Collected data entries:
● ● ● ● ●
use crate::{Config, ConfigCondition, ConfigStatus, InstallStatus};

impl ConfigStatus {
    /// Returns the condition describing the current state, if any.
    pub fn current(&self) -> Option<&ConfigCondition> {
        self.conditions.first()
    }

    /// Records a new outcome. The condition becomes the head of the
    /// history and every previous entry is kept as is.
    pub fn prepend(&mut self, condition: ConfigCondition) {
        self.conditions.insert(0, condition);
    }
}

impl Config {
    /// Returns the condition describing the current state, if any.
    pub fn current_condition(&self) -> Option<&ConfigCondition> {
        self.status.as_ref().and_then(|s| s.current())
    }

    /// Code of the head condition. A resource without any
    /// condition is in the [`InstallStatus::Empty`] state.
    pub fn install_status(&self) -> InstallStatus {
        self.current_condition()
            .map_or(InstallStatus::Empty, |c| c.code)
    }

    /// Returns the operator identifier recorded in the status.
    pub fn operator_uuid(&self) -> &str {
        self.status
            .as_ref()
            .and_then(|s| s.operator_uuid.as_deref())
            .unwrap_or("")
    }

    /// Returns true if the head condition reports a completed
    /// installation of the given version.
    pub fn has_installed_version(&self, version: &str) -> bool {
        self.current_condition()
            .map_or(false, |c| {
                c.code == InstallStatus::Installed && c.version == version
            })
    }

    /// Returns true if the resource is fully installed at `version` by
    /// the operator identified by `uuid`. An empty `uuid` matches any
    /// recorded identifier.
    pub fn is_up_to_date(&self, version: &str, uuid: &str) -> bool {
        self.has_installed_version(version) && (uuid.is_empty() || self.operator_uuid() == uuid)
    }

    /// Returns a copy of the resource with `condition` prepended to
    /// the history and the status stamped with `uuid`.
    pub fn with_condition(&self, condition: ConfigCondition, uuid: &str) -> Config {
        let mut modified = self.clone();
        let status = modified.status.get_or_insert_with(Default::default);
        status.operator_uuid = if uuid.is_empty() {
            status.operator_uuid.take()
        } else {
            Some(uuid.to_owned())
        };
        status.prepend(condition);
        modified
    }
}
● ● ● ● ●
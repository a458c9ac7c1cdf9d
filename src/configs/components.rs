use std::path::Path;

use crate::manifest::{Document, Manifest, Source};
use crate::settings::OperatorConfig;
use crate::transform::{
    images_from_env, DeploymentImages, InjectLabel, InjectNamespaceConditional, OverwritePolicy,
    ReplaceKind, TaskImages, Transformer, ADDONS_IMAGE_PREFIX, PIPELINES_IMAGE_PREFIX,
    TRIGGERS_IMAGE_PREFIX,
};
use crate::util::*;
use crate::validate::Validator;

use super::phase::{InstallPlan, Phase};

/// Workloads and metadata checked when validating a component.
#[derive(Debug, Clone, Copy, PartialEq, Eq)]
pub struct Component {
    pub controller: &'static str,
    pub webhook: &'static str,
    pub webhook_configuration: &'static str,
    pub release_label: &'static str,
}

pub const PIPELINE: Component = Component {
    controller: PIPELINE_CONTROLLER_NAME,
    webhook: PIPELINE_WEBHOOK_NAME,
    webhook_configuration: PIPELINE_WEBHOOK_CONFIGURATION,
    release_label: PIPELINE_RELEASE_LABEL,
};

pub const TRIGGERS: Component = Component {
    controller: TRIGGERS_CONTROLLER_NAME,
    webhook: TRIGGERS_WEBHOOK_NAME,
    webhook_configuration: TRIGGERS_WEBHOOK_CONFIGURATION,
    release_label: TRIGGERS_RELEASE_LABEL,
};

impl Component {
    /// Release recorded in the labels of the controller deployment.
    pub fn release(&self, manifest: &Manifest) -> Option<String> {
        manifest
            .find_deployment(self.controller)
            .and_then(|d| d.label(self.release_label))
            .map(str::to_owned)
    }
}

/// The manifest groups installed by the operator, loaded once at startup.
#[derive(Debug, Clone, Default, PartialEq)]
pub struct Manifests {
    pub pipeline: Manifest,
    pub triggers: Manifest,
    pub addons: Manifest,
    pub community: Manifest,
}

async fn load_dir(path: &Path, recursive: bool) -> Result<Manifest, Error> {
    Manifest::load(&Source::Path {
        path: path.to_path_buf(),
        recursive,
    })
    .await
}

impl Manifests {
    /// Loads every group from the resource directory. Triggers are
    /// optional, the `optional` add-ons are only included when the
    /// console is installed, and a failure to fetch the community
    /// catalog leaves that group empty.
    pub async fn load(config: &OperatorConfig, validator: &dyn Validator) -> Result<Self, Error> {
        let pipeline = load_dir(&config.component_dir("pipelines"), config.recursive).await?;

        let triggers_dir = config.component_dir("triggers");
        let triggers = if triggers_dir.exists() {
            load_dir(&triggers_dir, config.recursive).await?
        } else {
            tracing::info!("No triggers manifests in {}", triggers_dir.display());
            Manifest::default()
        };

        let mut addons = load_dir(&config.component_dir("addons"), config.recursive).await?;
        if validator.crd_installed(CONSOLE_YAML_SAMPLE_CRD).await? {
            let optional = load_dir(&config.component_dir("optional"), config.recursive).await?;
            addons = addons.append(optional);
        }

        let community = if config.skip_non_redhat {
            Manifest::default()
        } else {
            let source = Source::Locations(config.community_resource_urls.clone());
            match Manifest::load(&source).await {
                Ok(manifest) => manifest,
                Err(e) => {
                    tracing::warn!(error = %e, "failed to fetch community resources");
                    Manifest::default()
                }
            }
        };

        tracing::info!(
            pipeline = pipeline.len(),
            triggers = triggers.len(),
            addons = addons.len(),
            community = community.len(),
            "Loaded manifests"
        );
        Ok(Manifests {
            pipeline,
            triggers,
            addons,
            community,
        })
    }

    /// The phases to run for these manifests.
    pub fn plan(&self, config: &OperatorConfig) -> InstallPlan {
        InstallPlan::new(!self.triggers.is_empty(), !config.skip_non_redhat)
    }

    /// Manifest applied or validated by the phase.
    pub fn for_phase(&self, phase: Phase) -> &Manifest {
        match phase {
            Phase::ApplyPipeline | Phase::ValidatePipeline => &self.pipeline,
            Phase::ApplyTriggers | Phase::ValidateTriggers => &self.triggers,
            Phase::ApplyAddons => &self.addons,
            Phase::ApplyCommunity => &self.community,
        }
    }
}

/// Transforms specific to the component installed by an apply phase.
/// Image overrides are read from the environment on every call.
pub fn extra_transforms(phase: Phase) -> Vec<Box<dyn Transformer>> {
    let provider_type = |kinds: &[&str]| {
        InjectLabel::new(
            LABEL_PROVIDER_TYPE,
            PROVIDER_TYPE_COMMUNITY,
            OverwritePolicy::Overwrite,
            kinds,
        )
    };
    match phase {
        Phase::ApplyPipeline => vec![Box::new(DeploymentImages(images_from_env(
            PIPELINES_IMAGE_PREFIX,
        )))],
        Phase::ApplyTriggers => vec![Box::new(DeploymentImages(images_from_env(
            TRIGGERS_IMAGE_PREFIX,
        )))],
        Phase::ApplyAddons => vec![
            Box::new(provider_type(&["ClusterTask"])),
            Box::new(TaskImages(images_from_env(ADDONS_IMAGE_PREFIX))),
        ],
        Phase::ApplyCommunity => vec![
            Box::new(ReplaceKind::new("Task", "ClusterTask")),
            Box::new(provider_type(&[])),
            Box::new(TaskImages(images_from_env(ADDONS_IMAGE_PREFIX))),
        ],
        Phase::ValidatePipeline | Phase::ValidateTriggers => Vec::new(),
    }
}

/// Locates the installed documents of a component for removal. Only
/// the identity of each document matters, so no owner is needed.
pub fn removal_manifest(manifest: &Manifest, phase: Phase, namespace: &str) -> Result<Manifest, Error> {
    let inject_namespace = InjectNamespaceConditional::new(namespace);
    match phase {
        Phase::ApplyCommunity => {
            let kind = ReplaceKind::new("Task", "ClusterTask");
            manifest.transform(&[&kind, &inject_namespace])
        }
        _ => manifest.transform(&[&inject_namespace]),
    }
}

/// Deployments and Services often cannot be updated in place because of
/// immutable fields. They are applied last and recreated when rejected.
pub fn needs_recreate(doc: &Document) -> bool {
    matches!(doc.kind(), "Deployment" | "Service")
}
● ● ● ● ●
**Your instructions**. Check each line above for the word "OperatorConfig" and copy every line that has it.

**Output of the task**.
use crate::settings::OperatorConfig;
    pub async fn load(config: &OperatorConfig, validator: &dyn Validator) -> Result<Self, Error> {
    pub fn plan(&self, config: &OperatorConfig) -> InstallPlan {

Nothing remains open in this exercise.